Case Study 6
Reason for the referral
AF lives with a younger step sister who has cerebral palsy. Her step sister uses a wheel chair to get around as she does not have the use of her legs. She suffers with learning difficulties and attends a special school. AF provides a lot of intimate personal care for her sister such as changing incontinence pads, bathing etc. This can often be in the middle of the night. AF provides all the personal care her sister needs partly because of the nature of the intimate care that her father will not do, or that he is unable to do.

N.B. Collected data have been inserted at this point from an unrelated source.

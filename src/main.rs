// Entrypoint for the CLI application.
// - Keeps `main` small: parse flags, build a client, dispatch to `ui`.
// - Any error ends the process with exit code 1.

use clap::{ArgAction, Parser, Subcommand};
use crossterm::style::Stylize;
use gp_cli::settings::Settings;
use gp_cli::ui::{self, DownloadOptions};
use gp_cli::Client;
use std::io::IsTerminal;
use std::path::PathBuf;
use std::process::ExitCode;
use tracing_subscriber::EnvFilter;

#[derive(Parser, Debug)]
#[command(name = "gp", version)]
#[command(about = "Client of the Go Playground", long_about = None)]
struct Cli {
    /// Base URL of the playground API
    #[arg(long, env = "GP_BASE_URL", global = true)]
    base_url: Option<String>,

    /// Base URL of the playground front-end, used to recognise share links
    #[arg(long, env = "GP_FRONT_URL", global = true)]
    front_url: Option<String>,

    /// Go version: `default` is the latest release, `gotip` the development branch
    #[arg(long, env = "GP_BACKEND", global = true)]
    backend: Option<String>,

    /// HTTP timeout seconds (no timeout by default)
    #[arg(long, global = true)]
    timeout_secs: Option<u64>,

    /// Load config from this path
    #[arg(long, global = true)]
    config: Option<PathBuf>,

    /// More logging on stderr (-v, -vv, -vvv)
    #[arg(short, long, action = ArgAction::Count, global = true)]
    verbose: u8,

    #[command(subcommand)]
    command: Command,
}

#[derive(Subcommand, Debug)]
enum Command {
    /// Compile and run on the Go Playground (stdin when no file is given)
    Run {
        /// Output the result of run as JSON
        #[arg(long)]
        json: bool,
        files: Vec<PathBuf>,
    },

    /// Format Go code on the Go Playground
    #[command(visible_alias = "fmt")]
    Format {
        /// Output the result of format as JSON
        #[arg(long)]
        json: bool,
        /// Use goimports instead of gofmt
        #[arg(long)]
        imports: bool,
        files: Vec<PathBuf>,
    },

    /// Generate a share URL on the Go Playground
    Share {
        /// Open the URL in a browser
        #[arg(long)]
        open: bool,
        files: Vec<PathBuf>,
    },

    /// Download shared source by hash or URL (stdin when not given)
    #[command(visible_alias = "dl")]
    Download {
        /// Output directory; multi-file programs are unpacked into it
        #[arg(long)]
        dldir: Option<PathBuf>,
        /// Overwrite existing files without asking
        #[arg(long)]
        force: bool,
        hash_or_url: Option<String>,
    },

    /// Show the Go version used by the Go Playground
    Version,
}

fn main() -> ExitCode {
    let cli = Cli::parse();
    init_tracing(cli.verbose);

    match execute(cli) {
        Ok(()) => ExitCode::SUCCESS,
        Err(err) => {
            report(&err);
            ExitCode::FAILURE
        }
    }
}

fn execute(cli: Cli) -> anyhow::Result<()> {
    let flags = Settings {
        base_url: cli.base_url,
        front_url: cli.front_url,
        backend: cli.backend,
        timeout_secs: cli.timeout_secs,
    };
    let settings = Settings::load(cli.config.as_deref())?.merge(flags);
    tracing::debug!(?settings, "effective settings");
    let client = Client::new(settings.into_client_config()?);

    match cli.command {
        Command::Run { json, files } => ui::run(&client, &files, json),
        Command::Format {
            json,
            imports,
            files,
        } => ui::format(&client, &files, json, imports),
        Command::Share { open, files } => ui::share(&client, &files, open),
        Command::Download {
            dldir,
            force,
            hash_or_url,
        } => ui::download(&client, hash_or_url, &DownloadOptions { dir: dldir, force }),
        Command::Version => ui::version(&client),
    }
}

fn init_tracing(verbose: u8) {
    let level = match verbose {
        0 => "warn",
        1 => "info",
        2 => "debug",
        _ => "trace",
    };
    let filter = EnvFilter::try_from_default_env()
        .unwrap_or_else(|_| EnvFilter::new(format!("gp={level},gp_cli={level}")));
    let subscriber = tracing_subscriber::fmt()
        .with_env_filter(filter)
        .with_writer(std::io::stderr)
        .with_target(false)
        .finish();

    let _ = tracing::subscriber::set_global_default(subscriber);
}

fn report(err: &anyhow::Error) {
    if std::io::stderr().is_terminal() {
        eprintln!("{} {err:#}", "Error:".red().bold());
    } else {
        eprintln!("Error: {err:#}");
    }
}
mod formatters;

pub use formatters::*;
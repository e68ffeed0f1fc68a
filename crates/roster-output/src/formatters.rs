use roster_types::*;

pub const REPORT_HEADER: &str = "=== USER REPORT ===";

pub fn format_user(user: &User) -> String {
    format!("#{} {} <{}> [{}]", user.id, user.name, user.email, user.role)
}

pub fn format_add_user_result(result: &AddUserResult) -> String {
    format!("Added user {}", format_user(&result.user))
}

pub fn format_find_users_result(result: &FindUsersResult) -> String {
    if result.users.is_empty() {
        return "No matching users".to_string();
    }
    result
        .users
        .iter()
        .map(format_user)
        .collect::<Vec<_>>()
        .join("\n")
}

pub fn format_user_report(report: &UserReport) -> String {
    let mut lines = vec![
        REPORT_HEADER.to_string(),
        String::new(),
        format!("Total Users: {}", report.total_users),
        String::new(),
        "Role Distribution:".to_string(),
    ];

    if report.is_empty() {
        lines.push("  (no users)".to_string());
    } else {
        for entry in &report.roles {
            lines.push(format!(
                "  {}: {} ({:.1}%)",
                entry.role,
                entry.count,
                entry.percentage(report.total_users)
            ));
        }
    }

    lines.push(String::new());
    lines.push("Top Email Domains:".to_string());

    if report.is_empty() {
        lines.push("  (no users)".to_string());
    } else if report.domains.is_empty() {
        lines.push("  (no valid email domains)".to_string());
    } else {
        for entry in &report.domains {
            lines.push(format!("  {}: {} users", entry.domain, entry.count));
        }
    }

    lines.join("\n")
}
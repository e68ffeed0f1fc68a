use std::collections::HashMap;
use std::sync::{Arc, Mutex};

use fastrace::collector::{Reporter, SpanRecord};

pub struct CollectingReporter {
    spans: Arc<Mutex<Vec<SpanRecord>>>,
}

impl CollectingReporter {
    pub fn new() -> (Self, SpanCollector) {
        let spans = Arc::new(Mutex::new(Vec::new()));
        (
            Self {
                spans: spans.clone(),
            },
            SpanCollector { spans },
        )
    }
}

impl Reporter for CollectingReporter {
    fn report(&mut self, spans: Vec<SpanRecord>) {
        if let Ok(mut collected) = self.spans.lock() {
            collected.extend(spans);
        }
    }
}

pub struct SpanCollector {
    spans: Arc<Mutex<Vec<SpanRecord>>>,
}

impl SpanCollector {
    pub fn collect_and_aggregate(&self) -> Vec<FunctionStats> {
        let spans = match self.spans.lock() {
            Ok(mut spans) => std::mem::take(&mut *spans),
            Err(_) => return Vec::new(),
        };
        let timings: Vec<(String, u64)> = spans
            .iter()
            .map(|s| (simplify_name(&s.name), s.duration_ns))
            .collect();
        compute_function_stats(&timings)
    }
}

#[derive(Debug, Clone, PartialEq, Eq)]
pub struct FunctionStats {
    pub name: String,
    pub calls: u32,
    pub total_us: u64,
    pub avg_us: u64,
    pub max_us: u64,
}

fn simplify_name(name: &str) -> String {
    let name = name
        .replace("::{{closure}}", "")
        .replace("roster_registry::", "")
        .replace("roster::", "");

    if let Some(pos) = name.rfind("::") {
        name[pos + 2..].to_string()
    } else {
        name
    }
}

/// Groups `(name, duration_ns)` pairs by name, slowest total first.
fn compute_function_stats(spans: &[(String, u64)]) -> Vec<FunctionStats> {
    let mut by_name: HashMap<&str, Vec<u64>> = HashMap::new();

    for (name, duration_ns) in spans {
        by_name.entry(name).or_default().push(duration_ns / 1000);
    }

    let mut stats: Vec<FunctionStats> = by_name
        .into_iter()
        .map(|(name, durations)| {
            let calls = durations.len() as u32;
            let total_us: u64 = durations.iter().sum();
            let avg_us = if calls > 0 { total_us / calls as u64 } else { 0 };
            let max_us = durations.iter().copied().max().unwrap_or(0);

            FunctionStats {
                name: name.to_string(),
                calls,
                total_us,
                avg_us,
                max_us,
            }
        })
        .collect();

    stats.sort_by(|a, b| b.total_us.cmp(&a.total_us).then_with(|| a.name.cmp(&b.name)));
    stats
}

pub fn format_function_stats(stats: &[FunctionStats]) -> String {
    let mut lines = vec![format!(
        "{:<28} {:>6} {:>10} {:>10} {:>10}",
        "FUNCTION", "CALLS", "TOTAL", "AVG", "MAX"
    )];
    for s in stats {
        lines.push(format!(
            "{:<28} {:>6} {:>8}us {:>8}us {:>8}us",
            s.name, s.calls, s.total_us, s.avg_us, s.max_us
        ));
    }
    lines.join("\n")
}

#[cfg(test)]
mod tests {
    use super::*;

    #[test]
    fn test_simplify_name() {
        assert_eq!(
            simplify_name("roster_registry::UserRegistry::find_users"),
            "find_users"
        );
        assert_eq!(simplify_name("command"), "command");
    }

    #[test]
    fn test_compute_function_stats() {
        let spans = vec![
            ("find_users".to_string(), 3_000),
            ("report_with_limit".to_string(), 10_000),
            ("find_users".to_string(), 5_000),
        ];
        let stats = compute_function_stats(&spans);
        assert_eq!(
            stats,
            vec![
                FunctionStats {
                    name: "report_with_limit".to_string(),
                    calls: 1,
                    total_us: 10,
                    avg_us: 10,
                    max_us: 10,
                },
                FunctionStats {
                    name: "find_users".to_string(),
                    calls: 2,
                    total_us: 8,
                    avg_us: 4,
                    max_us: 5,
                },
            ]
        );
    }

    #[test]
    fn test_format_function_stats() {
        let text = format_function_stats(&[FunctionStats {
            name: "find_users".to_string(),
            calls: 2,
            total_us: 8,
            avg_us: 4,
            max_us: 5,
        }]);
        assert!(text.starts_with("FUNCTION"));
        assert!(text.contains("find_users"));
        assert!(text.contains("8us"));
    }
}
mod criteria;
mod report;
mod user;

pub use criteria::*;
pub use report::*;
pub use user::*;

pub const DEFAULT_TOP_DOMAINS: usize = 5;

She is the primary carer for her sister and her father. AF father has Schizophrenia and has visual and auditory hallucinations of dead people. He also has suffered from Chronic Pain Disorder and has been diagnosed with MS. He is known to self-medicate with Cannabis. AF father relies on AF to such an extent that he has previously cancelled respite holidays that had been arranged for AF as he felt he needed her at home. This level of care has been provided for a number of years and results in an emotional impact for AF, making her feel resentful. She has also complained that physically moving her sister around or picking her up can be painful.
Young Persons background
AF is a 14-year-old girl who lives in the Ellesmere Port Area. She lives with her birth father, and has two step sisters and two half-sisters which live sporadically at the same address. AF attends the same special school as the sibling she cares for. AF has moderate/severe academic learning difficulties. She has a diagnosis of Neurofibromatosis type 2, which cause “café au lait” marks on her skin along with benign tumours inside her body. She is checked regularly through MRI scans for any developments with the tumours.
Issues prior to service engagement
Due to the high level of care for both her sister and father, AF was and has been heavily relied upon as the main carer. This has meant that her father has been very restrictive of her movements and leaving the home, at times, cancelling weekend respite. AF is rarely allowed to go out, so her socialising is focused at home or school. AF has expressed her resentment around feeling like she is missing out on social opportunities and the dependency that is on her as the main carer.
When Cheshire Young Carers received the referral for AF, there was a concern that AF learning needs may be detrimental to her experience at Cheshire Young Carers and also may impact those existing young carers who access our sessions to have respite from caring for siblings at home. AF’s father described AF as having poor speech, limited understanding and that she would require extra time/support when explaining things or tasks to her. He also raised concerns around the “café au lait” marks, saying that if she was to bump into anyone or anything, this can cause the tumours to become cancerous. The picture painted by the referral and the description by AF’s father describes a young person with complex physical and learning difficulties.
Support offered by Cheshire Young Carers
The Link worker contacted AF’s social worker and school to get a better understanding of her medical and learning needs. It was concluded that, although AF does have some learning delay and may need extra help in understanding instructions, she was not likely to stand out as a person who needed specialist treatment and that socially, she could hold her own. Her learning difficulties were described as academic rather than social. The concerns over her café au lait marks required no further concerns as the sessions were not likely to be any more active or boisterous as those she may take part in at school, which settled the link workers concerns. The link worker then supported AF’s father in completing the relevant consent forms. AF father informed the link worker he had limited ability with reading and that he found writing difficult/painful.
Once consent forms had been acquired, transport was arranged to support AF getting to the session and AF was seen attending the session the following week. AF presented as quiet within her first session, but was happy to take part in the sessions and enjoyed the activities provided. She is less confident in mixing with other young people or finding things to entertain herself. She responded well to structured activities and continues to attend on a regular basis.
AF’s needs were thoroughly explored and understood to ensure Cheshire Young Carers were the right service and able to support her where needed. On doing this, Cheshire Young Carers were confident in offering AF a place within the service.
AF has been exposed to a wider social circle, meeting regularly with other young people from similar backgrounds in her local area. AF has accessed new activities with further potential for fresh experiences as a result of being a part of the continued support offered by Cheshire Young Carers.
The increased social interaction and exposure to new activities or environments will support AF in developing her communication skills and build on her self-esteem and confidence.
The respite AF receives from attending Cheshire Young Carers will help reduce stress and resentment relating to her caring role. Link work and session teams will continue to monitor and support AF and her father where needed and continue to monitor her needs within the sessions and activities.